- Task requirements: Determine how many lines in the data below contain "ModelConfig" and write only that number.

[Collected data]
=== Section Start ===

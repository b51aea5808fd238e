//! Integration Tests for the predict pipeline
//!
//! Registry + validation + classifiers + dispatcher working together.

#[cfg(test)]
mod integration_tests {
    use std::fs;
    use std::sync::{Arc, Mutex};

    use serde_json::json;

    use crate::{
        model::{load_registry, ModelConfig},
        registry::spec_for,
        Classifier, ClassifierError, DiagnosisError, Disease, Dispatcher, FieldValues, Registry,
    };

    fn fields(pairs: &[(&str, f64)]) -> FieldValues {
        pairs.iter().map(|(k, v)| (k.to_string(), *v)).collect()
    }

    fn diabetes_fields() -> FieldValues {
        fields(&[
            ("Pregnancies", 2.0),
            ("Glucose", 120.0),
            ("BloodPressure", 70.0),
            ("SkinThickness", 20.0),
            ("Insulin", 80.0),
            ("BMI", 25.0),
            ("DiabetesPedigreeFunction", 0.5),
            ("Age", 30.0),
        ])
    }

    /// Every declared field at its lower bound
    fn minimal_fields(disease: Disease) -> FieldValues {
        spec_for(disease)
            .features
            .iter()
            .map(|f| (f.name.to_string(), f.min))
            .collect()
    }

    fn constant(label: i64) -> Arc<dyn Classifier> {
        Arc::new(move |_: &[f64]| -> Result<i64, ClassifierError> { Ok(label) })
    }

    fn all_bound(label: i64) -> Dispatcher {
        let builder = Disease::ALL
            .iter()
            .fold(Registry::builder(), |b, d| b.bind(*d, constant(label)));
        Dispatcher::new(Arc::new(builder.build()))
    }

    /// Diabetes scenario: the classifier sees exactly the table order
    #[test]
    fn test_diabetes_vector_order() {
        let seen = Arc::new(Mutex::new(Vec::new()));
        let sink = Arc::clone(&seen);
        let recorder: Arc<dyn Classifier> = Arc::new(move |v: &[f64]| -> Result<i64, ClassifierError> {
            sink.lock().unwrap().push(v.to_vec());
            Ok(1)
        });
        let registry = Registry::builder().bind(Disease::Diabetes, recorder).build();
        let dispatcher = Dispatcher::new(Arc::new(registry));

        let mut input = diabetes_fields();
        input.insert("Unrelated".to_string(), 1.0);
        let result = dispatcher.predict("diabetes", &input).unwrap();

        assert_eq!(result.message, "The person is diabetic");
        let calls = seen.lock().unwrap();
        assert_eq!(calls.len(), 1);
        assert_eq!(calls[0], vec![2.0, 120.0, 70.0, 20.0, 80.0, 25.0, 0.5, 30.0]);
    }

    /// Both render branches for every disease
    #[test]
    fn test_render_rules_each_branch() {
        let positive = all_bound(1);
        let negative = all_bound(0);

        let expected = [
            (Disease::Diabetes, "The person is diabetic", "The person is not diabetic"),
            (Disease::HeartDisease, "The person has heart disease", "The person does not have heart disease"),
            (
                Disease::Parkinsons,
                "The person has Parkinson's disease",
                "The person does not have Parkinson's disease",
            ),
            (
                Disease::LungCancer,
                "The person has lung cancer disease",
                "The person does not have lung cancer disease",
            ),
            (
                Disease::Thyroid,
                "The person has Hypo-Thyroid disease",
                "The person does not have Hypo-Thyroid disease",
            ),
        ];

        for (disease, yes, no) in expected {
            let input = minimal_fields(disease);

            let hit = positive.predict(disease.id(), &input).unwrap();
            assert_eq!(hit.disease_id, disease);
            assert_eq!(hit.predicted_class, 1);
            assert!(hit.positive);
            assert_eq!(hit.message, yes);

            let miss = negative.predict(disease.id(), &input).unwrap();
            assert_eq!(miss.predicted_class, 0);
            assert!(!miss.positive);
            assert_eq!(miss.message, no);
        }
    }

    #[test]
    fn test_heart_disease_messages() {
        let input = minimal_fields(Disease::HeartDisease);
        let has = all_bound(1).predict("heart_disease", &input).unwrap();
        let has_not = all_bound(0).predict("heart_disease", &input).unwrap();
        assert!(has.message.ends_with("has heart disease"));
        assert!(has_not.message.ends_with("does not have heart disease"));
    }

    #[test]
    fn test_unknown_disease() {
        let err = all_bound(0).predict("covid", &diabetes_fields()).unwrap_err();
        assert_eq!(err, DiagnosisError::UnknownDisease("covid".to_string()));
    }

    #[test]
    fn test_deterministic() {
        let threshold: Arc<dyn Classifier> = Arc::new(|v: &[f64]| -> Result<i64, ClassifierError> {
            Ok(if v[1] > 140.0 { 1 } else { 0 })
        });
        let dispatcher = Dispatcher::new(Arc::new(
            Registry::builder().bind(Disease::Diabetes, threshold).build(),
        ));

        let first = dispatcher.predict("diabetes", &diabetes_fields()).unwrap();
        for _ in 0..10 {
            assert_eq!(dispatcher.predict("diabetes", &diabetes_fields()).unwrap(), first);
        }
    }

    /// A panicking backend is reported, and later requests are unaffected
    #[test]
    fn test_panic_is_contained_and_stateless() {
        let flaky: Arc<dyn Classifier> = Arc::new(|v: &[f64]| -> Result<i64, ClassifierError> {
            if v[0] == 13.0 {
                panic!("corrupted model state");
            }
            Ok(0)
        });
        let registry = Registry::builder()
            .bind(Disease::Diabetes, flaky)
            .bind(Disease::Thyroid, constant(1))
            .build();
        let dispatcher = Dispatcher::new(Arc::new(registry));

        let before = dispatcher.predict("diabetes", &diabetes_fields()).unwrap();

        let mut poisoned = diabetes_fields();
        poisoned.insert("Pregnancies".to_string(), 13.0);
        match dispatcher.predict("diabetes", &poisoned) {
            Err(DiagnosisError::PredictionBackend { disease, cause }) => {
                assert_eq!(disease, Disease::Diabetes);
                assert!(cause.contains("corrupted model state"));
            }
            other => panic!("expected backend error, got {:?}", other),
        }

        assert_eq!(dispatcher.predict("diabetes", &diabetes_fields()).unwrap(), before);
        assert!(dispatcher.predict("thyroid", &minimal_fields(Disease::Thyroid)).is_ok());
    }

    #[test]
    fn test_out_of_range_reports_value_and_bound() {
        let mut input = diabetes_fields();
        input.insert("Age".to_string(), 121.0);
        let err = all_bound(0).predict("diabetes", &input).unwrap_err();
        assert_eq!(
            err,
            DiagnosisError::OutOfRange {
                field: "Age".to_string(),
                value: 121.0,
                min: 0.0,
                max: 120.0,
            }
        );
    }

    /// Artifacts on disk through to a diagnosis
    #[test]
    fn test_loaded_artifacts_end_to_end() {
        let dir = tempfile::tempdir().unwrap();
        let artifact = json!({
            "format_version": 1,
            "disease": "diabetes",
            "layout_version": 1,
            "feature_names": [
                "Pregnancies", "Glucose", "BloodPressure", "SkinThickness",
                "Insulin", "BMI", "DiabetesPedigreeFunction", "Age"
            ],
            "mean": [3.8, 120.9, 69.1, 20.5, 79.8, 32.0, 0.47, 33.2],
            "scale": [3.4, 32.0, 19.4, 16.0, 115.2, 7.9, 0.33, 11.8],
            "coefficients": [0.4, 1.1, -0.25, 0.0, -0.14, 0.7, 0.3, 0.17],
            "intercept": -0.87,
            "threshold": 0.5
        });
        fs::write(dir.path().join("diabetes_model.json"), artifact.to_string()).unwrap();

        let registry = load_registry(&ModelConfig::new(dir.path()));
        let dispatcher = Dispatcher::new(Arc::new(registry));

        let low = dispatcher.predict("diabetes", &diabetes_fields()).unwrap();
        assert_eq!(low.predicted_class, 0);

        let mut high = diabetes_fields();
        high.insert("Glucose".to_string(), 199.0);
        high.insert("BMI".to_string(), 45.0);
        high.insert("Pregnancies".to_string(), 10.0);
        let high = dispatcher.predict("diabetes", &high).unwrap();
        assert_eq!(high.predicted_class, 1);
        assert_eq!(high.message, "The person is diabetic");

        // no artifact for the others
        match dispatcher.predict("thyroid", &minimal_fields(Disease::Thyroid)) {
            Err(DiagnosisError::PredictionBackend { cause, .. }) => {
                assert!(cause.contains("model artifact not found"));
            }
            other => panic!("expected backend error, got {:?}", other),
        }
    }

    #[test]
    fn test_dispatcher_shared_across_threads() {
        let dispatcher = all_bound(1);
        let handles: Vec<_> = (0..4)
            .map(|_| {
                let d = dispatcher.clone();
                std::thread::spawn(move || d.predict("lung_cancer", &minimal_fields(Disease::LungCancer)))
            })
            .collect();

        for handle in handles {
            assert_eq!(handle.join().unwrap().unwrap().predicted_class, 1);
        }
    }
}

=== Section End ===

- Answer to this task: 2